Everything is on track, in other words… for now. But this does sound like a pretty serious blow, and the long-term effect of the departures—if they indeed happen—on Enyo and the webOS remains to be seen. I’m sure the new talent will do interesting things at Google, though.

Comments closed
    • NeelyCam
    • 7 years ago

    HP should’ve signed that non-compete deal with Google, Intel etc.

    • jpostel
    • 7 years ago

    I will reiterate my comment on yesterday’s shortbread:

    [quote<]What is not really being covered by the media is how many people are leaving HP voluntarily. Not that it really makes a dent, but I would bet there are at least 2000 (probably a lot more) open headcount at HP that will simply not be filled as part of this 27000. I can think of 10 people in my extended group at work that have started in the last 18 months having come from HP. They are losing hundreds of people in Palo Alto alone, and lots of empty cubes and offices just sucks the life out of a place.[/quote<] And the thing that some folks fail to understand is that many people who leave voluntarily are good enough to get jobs elsewhere pretty easily, i.e. they are not rank and file seat fillers, but rather experts in their field. Based on their current status, I would estimate 3-5 years before they can get their mojo back, if they can do it at all.

      • Visigoth
      • 7 years ago

      I agree. HP is really losing on many fronts at once. To be quite honest, it doesn’t look like it now, but if HP keeps going in this direction they’ll be either spinning off companies one at a time or go completely bust in about 5-8 years. Something drastic needs to happen, and they need solid leadership for more than just a few quarters.

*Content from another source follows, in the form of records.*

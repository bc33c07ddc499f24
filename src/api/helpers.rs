//! Shared helpers for the WASM export layer
//!
//! Console logging, JS <-> serde conversion and error conversion.

use wasm_bindgen::prelude::*;
use serde::de::DeserializeOwned;
use serde::Serialize;

use crate::errors::BlockError;

// ============================================================================
// Console Logging Functions
// ============================================================================

#[wasm_bindgen]
extern "C" {
    #[wasm_bindgen(js_namespace = console)]
    fn info(s: &str);

    #[wasm_bindgen(js_namespace = console)]
    fn error(s: &str);
}

/// Log an info message with [WASM] prefix
#[macro_export]
macro_rules! wasm_info {
    ($($arg:tt)*) => {
        $crate::api::helpers::log_info(&format!($($arg)*))
    };
}

/// Log an error message with [WASM] ❌ prefix
#[macro_export]
macro_rules! wasm_error {
    ($($arg:tt)*) => {
        $crate::api::helpers::log_error(&format!($($arg)*))
    };
}

pub fn log_info(msg: &str) {
    info(&format!("[WASM] {}", msg));
}

pub fn log_error(msg: &str) {
    error(&format!("[WASM] ❌ {}", msg));
}

// ============================================================================
// Serialization/Deserialization Helpers
// ============================================================================

/// Deserialize a value from JavaScript with automatic error handling
pub fn deserialize<T: DeserializeOwned>(
    value: JsValue,
    error_context: &str,
) -> Result<T, JsValue> {
    serde_wasm_bindgen::from_value(value).map_err(|e| {
        let msg = format!("{}: {}", error_context, e);
        log_error(&msg);
        JsValue::from_str(&msg)
    })
}

/// Like [`deserialize`], but `undefined`/`null` give the default value
pub fn deserialize_or_default<T: DeserializeOwned + Default>(
    value: JsValue,
    error_context: &str,
) -> Result<T, JsValue> {
    if value.is_undefined() || value.is_null() {
        Ok(T::default())
    } else {
        deserialize(value, error_context)
    }
}

/// Serialize a value to a plain JavaScript object (maps become objects,
/// not `Map`s) with automatic error handling
pub fn serialize<T: Serialize>(value: &T, error_context: &str) -> Result<JsValue, JsValue> {
    value
        .serialize(&serde_wasm_bindgen::Serializer::json_compatible())
        .map_err(|e| {
            let msg = format!("{}: {}", error_context, e);
            log_error(&msg);
            JsValue::from_str(&msg)
        })
}

/// Read `obj[key]`; anything that isn't an object yields `undefined`
pub fn get_field(obj: &JsValue, key: &str) -> Result<JsValue, JsValue> {
    if !obj.is_object() {
        return Ok(JsValue::UNDEFINED);
    }
    js_sys::Reflect::get(obj, &JsValue::from_str(key))
}

// ============================================================================
// Result Conversion Helpers
// ============================================================================

/// Convert a block error to a JsValue
pub fn block_error(err: BlockError) -> JsValue {
    let msg = err.to_string();
    log_error(&msg);
    JsValue::from_str(&msg)
}
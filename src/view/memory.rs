//! In-memory view surface
//!
//! A tiny node arena with just enough layout to exercise auto-resize:
//! content height is one line-height per text line plus padding, and a node
//! with an explicit pixel height never reports less than that height when
//! measured (as a browser's `scrollHeight` behaves).

use std::cell::RefCell;

use crate::errors::{BlockError, Result};
use crate::view::{Height, InputListener, TextInputSpec, ViewSurface};

pub const DEFAULT_LINE_HEIGHT: u32 = 20;
pub const DEFAULT_PADDING: u32 = 10;

/// Handle to a node in a [`MemorySurface`]
#[derive(Clone, Copy, Debug, PartialEq, Eq, Hash)]
pub struct NodeId(usize);

#[derive(Clone, Copy, Debug, PartialEq, Eq)]
enum NodeKind {
    Container,
    TextInput,
}

struct NodeRecord {
    kind: NodeKind,
    classes: Vec<String>,
    value: String,
    placeholder: String,
    disabled: bool,
    children: Vec<NodeId>,
    height: Height,
    listeners: Vec<InputListener>,
    /// Bumped whenever listeners are removed
    listener_epoch: usize,
    measurements: usize,
}

impl NodeRecord {
    fn new(kind: NodeKind, classes: &[&str]) -> Self {
        Self {
            kind,
            classes: classes
                .iter()
                .filter(|c| !c.is_empty())
                .map(|c| c.to_string())
                .collect(),
            value: String::new(),
            placeholder: String::new(),
            disabled: false,
            children: Vec::new(),
            height: Height::Auto,
            listeners: Vec::new(),
            listener_epoch: 0,
            measurements: 0,
        }
    }
}

pub struct MemorySurface {
    nodes: RefCell<Vec<NodeRecord>>,
    line_height: u32,
    padding: u32,
}

impl MemorySurface {
    pub fn new() -> Self {
        Self::with_metrics(DEFAULT_LINE_HEIGHT, DEFAULT_PADDING)
    }

    pub fn with_metrics(line_height: u32, padding: u32) -> Self {
        Self {
            nodes: RefCell::new(Vec::new()),
            line_height,
            padding,
        }
    }

    /// Height `text` needs with no explicit height applied
    pub fn content_height(&self, text: &str) -> u32 {
        let lines = u32::try_from(text.split('\n').count()).unwrap_or(u32::MAX);
        lines
            .saturating_mul(self.line_height)
            .saturating_add(self.padding)
    }

    /// Replace the node's content as a user would, then fire its input listeners.
    /// Disabled nodes ignore typing.
    pub fn type_text(&self, node: NodeId, text: &str) {
        let (mut listeners, epoch) = {
            let mut nodes = self.nodes.borrow_mut();
            let record = &mut nodes[node.0];
            if record.disabled {
                return;
            }
            record.value = text.to_string();
            (std::mem::take(&mut record.listeners), record.listener_epoch)
        };

        for listener in listeners.iter_mut() {
            listener();
        }

        let mut nodes = self.nodes.borrow_mut();
        let record = &mut nodes[node.0];
        if record.listener_epoch != epoch {
            // a listener detached the node's listeners while they ran
            listeners.clear();
        }
        listeners.append(&mut record.listeners);
        record.listeners = listeners;
    }

    pub fn classes(&self, node: NodeId) -> Vec<String> {
        self.nodes.borrow()[node.0].classes.clone()
    }

    pub fn placeholder(&self, node: NodeId) -> String {
        self.nodes.borrow()[node.0].placeholder.clone()
    }

    pub fn is_disabled(&self, node: NodeId) -> bool {
        self.nodes.borrow()[node.0].disabled
    }

    pub fn is_text_input(&self, node: NodeId) -> bool {
        self.nodes.borrow()[node.0].kind == NodeKind::TextInput
    }

    pub fn children(&self, node: NodeId) -> Vec<NodeId> {
        self.nodes.borrow()[node.0].children.clone()
    }

    pub fn height(&self, node: NodeId) -> Height {
        self.nodes.borrow()[node.0].height
    }

    pub fn listener_count(&self, node: NodeId) -> usize {
        self.nodes.borrow()[node.0].listeners.len()
    }

    /// How many times the node's content height has been measured
    pub fn measurements(&self, node: NodeId) -> usize {
        self.nodes.borrow()[node.0].measurements
    }

    fn push(&self, record: NodeRecord) -> NodeId {
        let mut nodes = self.nodes.borrow_mut();
        nodes.push(record);
        NodeId(nodes.len() - 1)
    }

    fn check(&self, node: NodeId) -> Result<()> {
        if node.0 < self.nodes.borrow().len() {
            Ok(())
        } else {
            Err(BlockError::Surface(format!("unknown node {}", node.0)))
        }
    }
}

impl Default for MemorySurface {
    fn default() -> Self {
        Self::new()
    }
}

impl ViewSurface for MemorySurface {
    type Node = NodeId;

    fn create_container(&self, classes: &[&str]) -> Result<NodeId> {
        Ok(self.push(NodeRecord::new(NodeKind::Container, classes)))
    }

    fn create_text_input(&self, spec: &TextInputSpec<'_>) -> Result<NodeId> {
        let mut record = NodeRecord::new(NodeKind::TextInput, spec.classes);
        record.value = spec.text.to_string();
        record.placeholder = spec.placeholder.to_string();
        record.disabled = spec.disabled;
        Ok(self.push(record))
    }

    fn append_child(&self, parent: &NodeId, child: &NodeId) -> Result<()> {
        self.check(*parent)?;
        self.check(*child)?;
        if parent == child {
            return Err(BlockError::Surface("cannot append a node to itself".to_string()));
        }
        self.nodes.borrow_mut()[parent.0].children.push(*child);
        Ok(())
    }

    fn on_input(&self, node: &NodeId, listener: InputListener) -> Result<()> {
        self.check(*node)?;
        self.nodes.borrow_mut()[node.0].listeners.push(listener);
        Ok(())
    }

    fn remove_listeners(&self, node: &NodeId) -> Result<()> {
        self.check(*node)?;
        let mut nodes = self.nodes.borrow_mut();
        let record = &mut nodes[node.0];
        record.listeners.clear();
        record.listener_epoch += 1;
        Ok(())
    }

    fn find_text_input(&self, view: &NodeId) -> Option<NodeId> {
        let nodes = self.nodes.borrow();
        let mut stack = vec![*view];
        while let Some(id) = stack.pop() {
            let record = nodes.get(id.0)?;
            if record.kind == NodeKind::TextInput {
                return Some(id);
            }
            stack.extend(record.children.iter().rev().copied());
        }
        None
    }

    fn text_value(&self, node: &NodeId) -> String {
        self.nodes
            .borrow()
            .get(node.0)
            .map(|record| record.value.clone())
            .unwrap_or_default()
    }

    fn set_height(&self, node: &NodeId, height: Height) -> Result<()> {
        self.check(*node)?;
        self.nodes.borrow_mut()[node.0].height = height;
        Ok(())
    }

    fn scroll_height(&self, node: &NodeId) -> u32 {
        let mut nodes = self.nodes.borrow_mut();
        let Some(record) = nodes.get_mut(node.0) else {
            return 0;
        };
        record.measurements += 1;

        let content = self.content_height(&record.value);
        match record.height {
            Height::Auto => content,
            Height::Px(px) => px.max(content),
        }
    }
}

      If you compare them to, let’s say IBM, they seem to have lost their “edge” in the early 2000’s.

      • moog
      • 7 years ago

      If the cuts are indiscriminate then some good talent will be arbitrarily let go. Even the “bad” ones have potential to be superstars, they just might be a better fit in different roles or excel in different circumstance.

    • tviceman
    • 7 years ago

    The life of webOS has been nothing but a travesty. It’s a real shame to see such a slick and intuitive operating system treated like an adopted red-headed step child and then simply discarded afterwords. I would have loved to have seen webOS flourish.

    • ludi
    • 7 years ago

    Make it happen. HP stopped being serious about its best properties somewhere around five CEOs ago. I would love to see the best features of WebOS merged into the Android framework.

      • willmore
      • 7 years ago

      When was Agilent spun off? That’s the last division that I knew of which actually did anything useful.

        • ludi
        • 7 years ago

        1999, during the first year of Carly Time.

    • dpaus
    • 7 years ago

    WebOS’s loss is Android’s gain. If this team is able to, um, borrow some of WebOS’s core concepts and implement the Enyo tool for Android, well, good for Google. But WebOS diehards (who, me?!!?) are pissed 🙂

    But the people who should be most concerned are Apple. Android with a WebOS GUI and the Enyo framework would be a serious problem for iOS.

      • shank15217
      • 7 years ago

      android is already a serious problem for iOS

      • moog
      • 7 years ago

      Doubt they’ll borrow anything from a failed mobile OS, Google like typical behemoth companies also has a lot of internal politics.

        • helix
        • 7 years ago

        Android’s modular “views” and the application “card” concept from WebOS seem like two sides of the same general idea. WebOS shell for application switching etc, on the android backend would make a lot of sense.